• YOUR ASSIGNMENT
From the first line to the last, copy the data exactly.

• Stored data entries
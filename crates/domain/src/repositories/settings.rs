use anyhow::Result;
use async_trait::async_trait;
use mockall::automock;

use crate::value_objects::settings::SettingKey;

#[automock]
#[async_trait]
pub trait SettingRepository {
    async fn get(&self, key: SettingKey) -> Result<Option<String>>;

    async fn set(&self, key: SettingKey, value: &str) -> Result<()>;
}
use axum::{
    async_trait,
    extract::FromRequestParts,
    http::{StatusCode, request::Parts},
};

use crate::config::config_loader;

const ADMIN_ID_HEADER: &str = "x-admin-id";

/// Proof that the request carries the shared service token. Every route
/// is called by the trusted messaging layer, never by end users
/// directly.
#[derive(Debug, Clone)]
pub struct ServiceAuth;

/// ServiceAuth plus an `x-admin-id` header naming one of the configured
/// administrators.
#[derive(Debug, Clone)]
pub struct AdminAuth {
    pub admin_id: i64,
}

pub fn validate_bearer(auth_header: &str, expected_token: &str) -> Result<(), String> {
    let token = auth_header
        .strip_prefix("Bearer ")
        .ok_or_else(|| "Invalid Authorization header format".to_string())?;

    if token != expected_token {
        return Err("Invalid service token".to_string());
    }

    Ok(())
}

pub fn validate_admin_id(raw: &str, allowed: &[i64]) -> Result<i64, String> {
    let admin_id = raw
        .trim()
        .parse::<i64>()
        .map_err(|_| "Invalid admin id header".to_string())?;

    if !allowed.contains(&admin_id) {
        return Err("Unknown admin id".to_string());
    }

    Ok(admin_id)
}

fn bearer_header(parts: &Parts) -> Result<&str, (StatusCode, String)> {
    parts
        .headers
        .get(axum::http::header::AUTHORIZATION)
        .ok_or((
            StatusCode::UNAUTHORIZED,
            "Missing Authorization header".to_string(),
        ))?
        .to_str()
        .map_err(|_| {
            (
                StatusCode::UNAUTHORIZED,
                "Invalid Authorization header".to_string(),
            )
        })
}

#[async_trait]
impl<S> FromRequestParts<S> for ServiceAuth
where
    S: Send + Sync,
{
    type Rejection = (StatusCode, String);

    async fn from_request_parts(parts: &mut Parts, _state: &S) -> Result<Self, Self::Rejection> {
        let access = config_loader::get_access()
            .map_err(|e| (StatusCode::UNAUTHORIZED, format!("Unauthorized: {e}")))?;

        let auth_header = bearer_header(parts)?;
        validate_bearer(auth_header, &access.service_token)
            .map_err(|e| (StatusCode::UNAUTHORIZED, e))?;

        Ok(ServiceAuth)
    }
}

#[async_trait]
impl<S> FromRequestParts<S> for AdminAuth
where
    S: Send + Sync,
{
    type Rejection = (StatusCode, String);

    async fn from_request_parts(parts: &mut Parts, _state: &S) -> Result<Self, Self::Rejection> {
        let access = config_loader::get_access()
            .map_err(|e| (StatusCode::UNAUTHORIZED, format!("Unauthorized: {e}")))?;

        let auth_header = bearer_header(parts)?;
        validate_bearer(auth_header, &access.service_token)
            .map_err(|e| (StatusCode::UNAUTHORIZED, e))?;

        let admin_header = parts
            .headers
            .get(ADMIN_ID_HEADER)
            .and_then(|value| value.to_str().ok())
            .ok_or((
                StatusCode::FORBIDDEN,
                "Missing x-admin-id header".to_string(),
            ))?;

        let admin_id = validate_admin_id(admin_header, &access.admin_ids)
            .map_err(|e| (StatusCode::FORBIDDEN, e))?;

        Ok(AdminAuth { admin_id })
    }
}

#[cfg(test)]
mod tests;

• ANSWER TO THIS PROBLEM
filename crates/domain/src/repositories/settings.rs
use anyhow::Result;
use async_trait::async_trait;
use mockall::automock;

use crate::value_objects::settings::SettingKey;

#[automock]
#[async_trait]
pub trait SettingRepository {
    async fn get(&self, key: SettingKey) -> Result<Option<String>>;

    async fn set(&self, key: SettingKey, value: &str) -> Result<()>;
}
use axum::{
    async_trait,
    extract::FromRequestParts,
    http::{StatusCode, request::Parts},
};

use crate::config::config_loader;

const ADMIN_ID_HEADER: &str = "x-admin-id";

/// Proof that the request carries the shared service token. Every route
/// is called by the trusted messaging layer, never by end users
/// directly.
#[derive(Debug, Clone)]
pub struct ServiceAuth;

/// ServiceAuth plus an `x-admin-id` header naming one of the configured
/// administrators.
#[derive(Debug, Clone)]
pub struct AdminAuth {
    pub admin_id: i64,
}

pub fn validate_bearer(auth_header: &str, expected_token: &str) -> Result<(), String> {
    let token = auth_header
        .strip_prefix("Bearer ")
        .ok_or_else(|| "Invalid Authorization header format".to_string())?;

    if token != expected_token {
        return Err("Invalid service token".to_string());
    }

    Ok(())
}

pub fn validate_admin_id(raw: &str, allowed: &[i64]) -> Result<i64, String> {
    let admin_id = raw
        .trim()
        .parse::<i64>()
        .map_err(|_| "Invalid admin id header".to_string())?;

    if !allowed.contains(&admin_id) {
        return Err("Unknown admin id".to_string());
    }

    Ok(admin_id)
}

fn bearer_header(parts: &Parts) -> Result<&str, (StatusCode, String)> {
    parts
        .headers
        .get(axum::http::header::AUTHORIZATION)
        .ok_or((
            StatusCode::UNAUTHORIZED,
            "Missing Authorization header".to_string(),
        ))?
        .to_str()
        .map_err(|_| {
            (
                StatusCode::UNAUTHORIZED,
                "Invalid Authorization header".to_string(),
            )
        })
}

#[async_trait]
impl<S> FromRequestParts<S> for ServiceAuth
where
    S: Send + Sync,
{
    type Rejection = (StatusCode, String);

    async fn from_request_parts(parts: &mut Parts, _state: &S) -> Result<Self, Self::Rejection> {
        let access = config_loader::get_access()
            .map_err(|e| (StatusCode::UNAUTHORIZED, format!("Unauthorized: {e}")))?;

        let auth_header = bearer_header(parts)?;
        validate_bearer(auth_header, &access.service_token)
            .map_err(|e| (StatusCode::UNAUTHORIZED, e))?;

        Ok(ServiceAuth)
    }
}

#[async_trait]
impl<S> FromRequestParts<S> for AdminAuth
where
    S: Send + Sync,
{
    type Rejection = (StatusCode, String);

    async fn from_request_parts(parts: &mut Parts, _state: &S) -> Result<Self, Self::Rejection> {
        let access = config_loader::get_access()
            .map_err(|e| (StatusCode::UNAUTHORIZED, format!("Unauthorized: {e}")))?;

        let auth_header = bearer_header(parts)?;
        validate_bearer(auth_header, &access.service_token)
            .map_err(|e| (StatusCode::UNAUTHORIZED, e))?;

        let admin_header = parts
            .headers
            .get(ADMIN_ID_HEADER)
            .and_then(|value| value.to_str().ok())
            .ok_or((
                StatusCode::FORBIDDEN,
                "Missing x-admin-id header".to_string(),
            ))?;

        let admin_id = validate_admin_id(admin_header, &access.admin_ids)
            .map_err(|e| (StatusCode::FORBIDDEN, e))?;

        Ok(AdminAuth { admin_id })
    }
}

#[cfg(test)]
mod tests;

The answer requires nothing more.